Kruger National Park: Day 4 – Part 2 (22-Nov)

We were extremely lucky this afternoon to have JP, Sam & the landy all to ourselves. Before we even got in the landy we saw a warthog with 4 little babies running around on the front lawn of the lodge. Like the deer, this mama figured out that the lodge was a safe place to keep her young.

JP is super knowledgable about all the birds in the bush. I’m sure if you’re doing this all the time you learn but I’ve been quite impressed with his knowledge. He knows every bird we’ve seen (a couple that we only saw for a few seconds & he said it could be one of two things) & all the calls. The frogs & toads too. We’ll hear different frogs or toads & he’ll know what it is. He also carries a book so he can pull it out & show us a picture if we were unable to see it.

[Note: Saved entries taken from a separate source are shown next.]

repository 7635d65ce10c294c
pub mod clock;
pub mod dir;
pub mod logging;
pub mod percentage;
pub mod runtime;
pub mod time;
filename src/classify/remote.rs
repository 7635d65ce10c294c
//! Client for the zero-shot text classification service used by the full classification tier.

use async_trait::async_trait;
use reqwest::{header, Client};
use serde::{Deserialize, Serialize};
use thiserror::Error;
use tracing::debug;

pub const PRODUCTIVE_WORK_LABEL: &str = "productive learning or work activity";
pub const PROFESSIONAL_DEVELOPMENT_LABEL: &str = "educational or professional development";
pub const WORK_RESEARCH_LABEL: &str = "work-related research or documentation";
pub const LEISURE_LABEL: &str = "non-productive leisure activity";

/// Labels requested from the service, in request order.
pub const CANDIDATE_LABELS: [&str; 4] = [
    PRODUCTIVE_WORK_LABEL,
    PROFESSIONAL_DEVELOPMENT_LABEL,
    WORK_RESEARCH_LABEL,
    LEISURE_LABEL,
];

pub const PRODUCTIVE_LABELS: [&str; 3] = [
    PRODUCTIVE_WORK_LABEL,
    PROFESSIONAL_DEVELOPMENT_LABEL,
    WORK_RESEARCH_LABEL,
];

/// The top label has to score above this for anything to count as productive.
pub const PRODUCTIVE_SCORE_THRESHOLD: f64 = 0.4;

#[derive(Debug, Error)]
pub enum RemoteError {
    #[error("request failed: {0}")]
    Transport(#[from] reqwest::Error),
    #[error("service responded with an error: {0}")]
    Service(String),
    #[error("malformed response: {0}")]
    Malformed(String),
}

/// Labels with their scores, ordered from the highest score down.
#[derive(Debug, Clone, PartialEq)]
pub struct LabelScores {
    pub labels: Vec<String>,
    pub scores: Vec<f64>,
}

impl LabelScores {
    /// Parses the service reply. Error payloads and replies without matching, non-empty
    /// labels and scores are rejected.
    pub fn from_response(value: serde_json::Value) -> Result<Self, RemoteError> {
        #[derive(Deserialize)]
        struct Reply {
            error: Option<serde_json::Value>,
            labels: Option<Vec<String>>,
            scores: Option<Vec<f64>>,
        }

        let reply: Reply = serde_json::from_value(value)
            .map_err(|e| RemoteError::Malformed(e.to_string()))?;
        if let Some(error) = reply.error {
            return Err(RemoteError::Service(error.to_string()));
        }
        let (Some(labels), Some(scores)) = (reply.labels, reply.scores) else {
            return Err(RemoteError::Malformed("labels or scores are missing".into()));
        };
        if labels.is_empty() || labels.len() != scores.len() {
            return Err(RemoteError::Malformed(format!(
                "{} labels for {} scores",
                labels.len(),
                scores.len()
            )));
        }
        Ok(Self { labels, scores })
    }

    pub fn top_label(&self) -> &str {
        &self.labels[0]
    }

    pub fn top_score(&self) -> f64 {
        self.scores[0]
    }

    /// Productive when one of the two best labels is a productive one and the best score clears
    /// [PRODUCTIVE_SCORE_THRESHOLD].
    pub fn is_productive(&self) -> bool {
        let productive_in_top = self
            .labels
            .iter()
            .take(2)
            .any(|label| PRODUCTIVE_LABELS.contains(&label.as_str()));
        productive_in_top && self.top_score() > PRODUCTIVE_SCORE_THRESHOLD
    }
}

/// Remote multi-label classifier scoring text against [CANDIDATE_LABELS]. Implementations must not
/// panic; every failure is reported as a [RemoteError] so the caller can degrade.
#[cfg_attr(test, mockall::automock)]
#[async_trait]
pub trait TextClassifier: Send + Sync {
    async fn classify(&self, text: &str) -> Result<LabelScores, RemoteError>;
}

#[derive(Serialize)]
struct ZeroShotRequest<'a> {
    inputs: &'a str,
    parameters: ZeroShotParameters<'a>,
}

#[derive(Serialize)]
struct ZeroShotParameters<'a> {
    candidate_labels: &'a [&'a str],
    multi_label: bool,
}

/// [TextClassifier] talking to a Hugging Face style inference endpoint.
pub struct HttpTextClassifier {
    client: Client,
    url: String,
    token: Option<String>,
}

impl HttpTextClassifier {
    pub fn new(url: impl Into<String>, token: Option<String>) -> Self {
        Self {
            client: Client::new(),
            url: url.into(),
            token,
        }
    }
}

#[async_trait]
impl TextClassifier for HttpTextClassifier {
    async fn classify(&self, text: &str) -> Result<LabelScores, RemoteError> {
        let body = ZeroShotRequest {
            inputs: text,
            parameters: ZeroShotParameters {
                candidate_labels: &CANDIDATE_LABELS,
                multi_label: true,
            },
        };
        let mut request = self.client.post(&self.url).json(&body);
        if let Some(token) = &self.token {
            request = request.header(header::AUTHORIZATION, format!("Bearer {token}"));
        }

        let response = request.send().await?;
        let status = response.status();
        debug!("Classification service answered with {status}");
        let value: serde_json::Value = response
            .json()
            .await
            .map_err(|e| RemoteError::Malformed(e.to_string()))?;
        LabelScores::from_response(value)
    }
}

#[cfg(test)]
mod tests {
    use serde_json::json;

    use super::{LabelScores, RemoteError, LEISURE_LABEL, PRODUCTIVE_WORK_LABEL, WORK_RESEARCH_LABEL};

    fn scores(labels: &[&str], scores: &[f64]) -> LabelScores {
        LabelScores {
            labels: labels.iter().map(|v| v.to_string()).collect(),
            scores: scores.to_vec(),
        }
    }

    #[test]
    fn test_productive_label_on_top() {
        assert!(scores(&[PRODUCTIVE_WORK_LABEL, LEISURE_LABEL], &[0.8, 0.1]).is_productive());
    }

    #[test]
    fn test_productive_label_second() {
        assert!(scores(&[LEISURE_LABEL, WORK_RESEARCH_LABEL], &[0.6, 0.5]).is_productive());
    }

    #[test]
    fn test_low_top_score_is_not_productive() {
        assert!(!scores(&[PRODUCTIVE_WORK_LABEL, LEISURE_LABEL], &[0.4, 0.3]).is_productive());
    }

    #[test]
    fn test_productive_label_third_is_ignored() {
        let result = scores(
            &[LEISURE_LABEL, "something else", PRODUCTIVE_WORK_LABEL],
            &[0.9, 0.5, 0.4],
        );
        assert!(!result.is_productive());
    }

    #[test]
    fn test_parse_response() -> anyhow::Result<()> {
        let parsed = LabelScores::from_response(json!({
            "sequence": "Application: code",
            "labels": [PRODUCTIVE_WORK_LABEL, LEISURE_LABEL],
            "scores": [0.9, 0.05],
        }))?;
        assert_eq!(parsed.top_label(), PRODUCTIVE_WORK_LABEL);
        assert_eq!(parsed.top_score(), 0.9);
        Ok(())
    }

    #[test]
    fn test_parse_rejects_error_and_malformed() {
        assert!(matches!(
            LabelScores::from_response(json!({"error": "Model is loading"})),
            Err(RemoteError::Service(_))
        ));
        assert!(matches!(
            LabelScores::from_response(json!({"labels": [LEISURE_LABEL]})),
            Err(RemoteError::Malformed(_))
        ));
        assert!(matches!(
            LabelScores::from_response(json!({"labels": [], "scores": []})),
            Err(RemoteError::Malformed(_))
        ));
        assert!(matches!(
            LabelScores::from_response(json!({"labels": [LEISURE_LABEL], "scores": ["high"]})),
            Err(RemoteError::Malformed(_))
        ));
        assert!(matches!(
            LabelScores::from_response(json!([1, 2, 3])),
            Err(RemoteError::Malformed(_))
        ));
    }
}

Like I said earlier we were extremely lucky to have the drive to ourselves. JP asked us if we would want to do some tracking on foot if there was an opportunity. Obviously we were both in. Soon enough the opportunity arose. Sam spotted 4 rinos, that started to run away as soon as they heard the landy. This was our opportunity to get out & track – I honestly didn’t think that we’d be tracking rinos on this trip. JP gave us a quick rundown of what to do/not do when we were tracking & how to walk to make the least amount of noise. We followed JP but Sam was giving him direction on which way to walk based on the wind. Rinos can’t see very well but have a great sense of hearing & smell. JP carries around a small container of baby powder that he uses to test the direction of the wind.

So we were off on a rino hunt. We were walking with our backs to the sun so if the rinos did look up towards us they would be looking into the sun & most likely not be able to see us. JP led us to our first stakeout, where we stopped to look & listen. JP & Sam were able to locate where the rinos were based on the sound they were making eating their food – pretty much the smacking of their lips. Very hard for untrained ears to pick up on this. After walking for a bit we found a good spot right near a clearing to stop & wait. JP was pretty sure the rinos were going to walk into this clearing…and they did. We got to watch them for a few minutes before they moved on.

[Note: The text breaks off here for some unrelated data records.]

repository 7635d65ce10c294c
//! Tunables of the tracker. Read once at startup from `<app dir>/config.json`; every field is
//! optional and falls back to its default.

use std::{io::ErrorKind, path::Path, time::Duration};

use anyhow::Result;
use serde::{Deserialize, Serialize};
use tracing::{info, warn};

use crate::catalog::{default_categories, Category, CategoryCatalog};

pub const CONFIG_FILE_NAME: &str = "config.json";

pub const DEFAULT_API_URL: &str =
    "https://api-inference.huggingface.co/models/facebook/bart-large-mnli";

#[derive(Debug, Clone, PartialEq, Serialize, Deserialize)]
#[serde(default)]
pub struct TrackerConfig {
    /// Time between two samples of the foreground window.
    pub tick_interval_ms: u64,
    /// Time between two periodic snapshot saves while running.
    pub flush_interval_secs: u64,
    pub static_cache_ttl_secs: u64,
    pub dynamic_cache_ttl_secs: u64,
    /// Minimum time between two launches of the full classification. Zero launches one per tick.
    pub analysis_cooldown_ms: u64,
    pub ocr_enabled: bool,
    pub ocr_cooldown_secs: u64,
    /// Program and arguments printing the text currently on screen.
    pub ocr_command: Option<Vec<String>>,
    pub api_url: String,
    /// Name of the environment variable holding the API token.
    pub api_token_env: String,
    /// Replaces the built-in category catalog when set.
    pub categories: Option<Vec<Category>>,
    /// Starts tracking right after the previous state is restored. A detached daemon has no control
    /// input and would otherwise never start.
    pub track_on_start: bool,
}

impl Default for TrackerConfig {
    fn default() -> Self {
        Self {
            tick_interval_ms: 1000,
            flush_interval_secs: 60,
            static_cache_ttl_secs: 5 * 60,
            dynamic_cache_ttl_secs: 10,
            analysis_cooldown_ms: 5000,
            ocr_enabled: false,
            ocr_cooldown_secs: 10,
            ocr_command: None,
            api_url: DEFAULT_API_URL.into(),
            api_token_env: "HUGGINGFACE_TOKEN".into(),
            categories: None,
            track_on_start: false,
        }
    }
}

impl TrackerConfig {
    /// Loads the configuration from `dir`. A missing file gives the defaults, and so does an
    /// invalid one, after logging the problem.
    pub fn load(dir: &Path) -> Self {
        match Self::try_load(dir) {
            Ok(Some(config)) => {
                info!("Loaded configuration from {dir:?}");
                config
            }
            Ok(None) => Self::default(),
            Err(e) => {
                warn!("Failed to load configuration, using defaults {e:?}");
                Self::default()
            }
        }
    }

    fn try_load(dir: &Path) -> Result<Option<Self>> {
        let data = match std::fs::read_to_string(dir.join(CONFIG_FILE_NAME)) {
            Ok(data) => data,
            Err(e) if e.kind() == ErrorKind::NotFound => return Ok(None),
            Err(e) => Err(e)?,
        };
        Ok(Some(serde_json::from_str(&data)?))
    }

    pub fn tick_interval(&self) -> Duration {
        Duration::from_millis(self.tick_interval_ms.max(1))
    }

    pub fn flush_interval(&self) -> Duration {
        Duration::from_secs(self.flush_interval_secs.max(1))
    }

    pub fn static_cache_ttl(&self) -> Duration {
        Duration::from_secs(self.static_cache_ttl_secs)
    }

    pub fn dynamic_cache_ttl(&self) -> Duration {
        Duration::from_secs(self.dynamic_cache_ttl_secs)
    }

    pub fn analysis_cooldown(&self) -> Duration {
        Duration::from_millis(self.analysis_cooldown_ms)
    }

    pub fn ocr_cooldown(&self) -> Duration {
        Duration::from_secs(self.ocr_cooldown_secs)
    }

    pub fn api_token(&self) -> Option<String> {
        std::env::var(&self.api_token_env)
            .ok()
            .filter(|v| !v.is_empty())
    }

    pub fn catalog(&self) -> CategoryCatalog {
        CategoryCatalog::new(
            self.categories
                .clone()
                .unwrap_or_else(default_categories),
        )
    }
}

JP & Sam restrategized & made a plan to hopefully catch them at another nearby clearing. This time we were sitting & waiting for them…and they came. We were actually a bit too close/visible so Sam was snapping his fingers at us to get better cover behind a bush. Unfortunately I don’t have any pictures (we didn’t want the camera shutter to alert them) but Pete did take some videos (like I said before I’m going to attempt to make a video of all our clips). The winds were swirling at that point & the it seemed the rinos kept getting a whiff of us – they kept looking up. And finally became weary enough to run away. Rinos will run if sense something is up, whereas elephants & buffalo will try to check things out.

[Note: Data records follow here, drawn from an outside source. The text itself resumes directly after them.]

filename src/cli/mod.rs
pub mod daemon_path;
pub mod process;
pub mod status;

use std::{io::IsTerminal, path::PathBuf};

use anyhow::Result;
use chrono::Utc;
use clap::{Parser, Subcommand};
use process::{kill_previous_servers, restart_server, tracker_executables};
use status::render_status;
use tracing::{info, level_filters::LevelFilter};

use crate::{
    accounting::AccumulatorState,
    config::TrackerConfig,
    daemon::start_daemon,
    storage::{file::FileSnapshotStore, snapshot::Snapshot, PersistenceGateway},
    utils::{
        dir::create_application_default_path,
        logging::{enable_logging, CLI_PREFIX},
    },
};

#[derive(Parser, Debug)]
#[command(name = "Worktracker", version, long_about = None)]
#[command(about = "Tracks how much of your screen time is productive", long_about = None)]
struct Args {
    #[command(subcommand)]
    commands: Commands,
    #[arg(long, help = "Enable logging")]
    log: bool,
    #[arg(
        long,
        global = true,
        help = "Application directory. By default tries to save into $XDG_STATE_HOME or $HOME/.local/state"
    )]
    dir: Option<PathBuf>,
}

#[derive(Subcommand, Debug)]
#[command(version, about, long_about = None)]
enum Commands {
    #[command(about = "Starts a daemon for the application")]
    Init {
        #[arg(long, help = "Start tracking as soon as the daemon is up")]
        track: bool,
    },
    #[command(
        about = "Run a daemon directly in current console. Used for creating a daemon internally, by the UI shell and for debugging"
    )]
    Serve {
        #[arg(long = "tick-ms", help = "Overrides tick_interval_ms from config.json")]
        tick_ms: Option<u64>,
        #[arg(long, help = "Start tracking without waiting for a toggle-tracking event")]
        track: bool,
    },
    #[command(about = "Stop currently running daemon.")]
    Stop {},
    #[command(about = "Show the accumulated time of the last saved state")]
    Status {},
    #[command(about = "Stop the daemon and clear the accumulated time")]
    Reset {},
}

pub async fn run_cli() -> Result<()> {
    let args = Args::parse();

    let logging_level = if args.log {
        Some(LevelFilter::TRACE)
    } else {
        None
    };
    let dir = args.dir.map_or_else(create_application_default_path, Ok)?;
    enable_logging(CLI_PREFIX, &dir.join("logs"), logging_level, args.log)?;

    match args.commands {
        Commands::Init { track } => restart_server(Some(&dir), track),
        Commands::Stop {} => {
            let stopped = kill_previous_servers(&tracker_executables()?)?;
            println!("Stopped {stopped} tracker process(es)");
            Ok(())
        }
        Commands::Serve { tick_ms, track } => {
            let mut config = TrackerConfig::load(&dir);
            if let Some(tick_ms) = tick_ms {
                config.tick_interval_ms = tick_ms;
            }
            config.track_on_start |= track;
            start_daemon(dir, config).await
        }
        Commands::Status {} => {
            let snapshot = FileSnapshotStore::new(dir)?.load().await?;
            print!(
                "{}",
                render_status(snapshot.as_ref(), std::io::stdout().is_terminal())
            );
            Ok(())
        }
        Commands::Reset {} => {
            // A running daemon would overwrite the reset with its own counters on shutdown.
            kill_previous_servers(&tracker_executables()?)?;
            let snapshot = Snapshot::capture(&AccumulatorState::default(), None, Utc::now());
            FileSnapshotStore::new(dir)?.save(&snapshot).await?;
            info!("Tracking data reset from the cli");
            println!("Tracking data reset");
            Ok(())
        }
    }
}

We walked out & back to the landy. Pete & I kept saying what an amazing experience it was. And it really was – very hard to top!

The day just kept getting better! After the amazing rino tracking experience we came across a bunch of zebra – they aren’t as populous as the impala but there is a lot of them. Then we found the brother lions we had seen on our first day. If you look at the previous pictures, you can see how full their bellies are compared to earlier in the week. These guys must have had a feast!! A full grown lion can eat 70lbs of meat in a single sitting. Well what they do is make a kill, rip it open & eat all the organs first – going for all the protein first & fast. Then they eat until they are full. Rest a hour or two & go back for more until whatever they are eating is gone. In lion packs the females will usually do the hunting (obviously not for these two) because they are quicker. And yes they do let the males eat first once they have made the kill. Well not really let, they know that the males will bat/paw them away if they try to eat first.


JP joined us for our last dinner It was nice to chat JP. He’s been a ranger with the company that owns the reserve for 9 years (on 3 different properties) & will soon be retiring. We were lucky to have had him. Again, dinner was amazing – ALL the food on the reserve was amazing! As was the service. Everyone aims to please all the time!!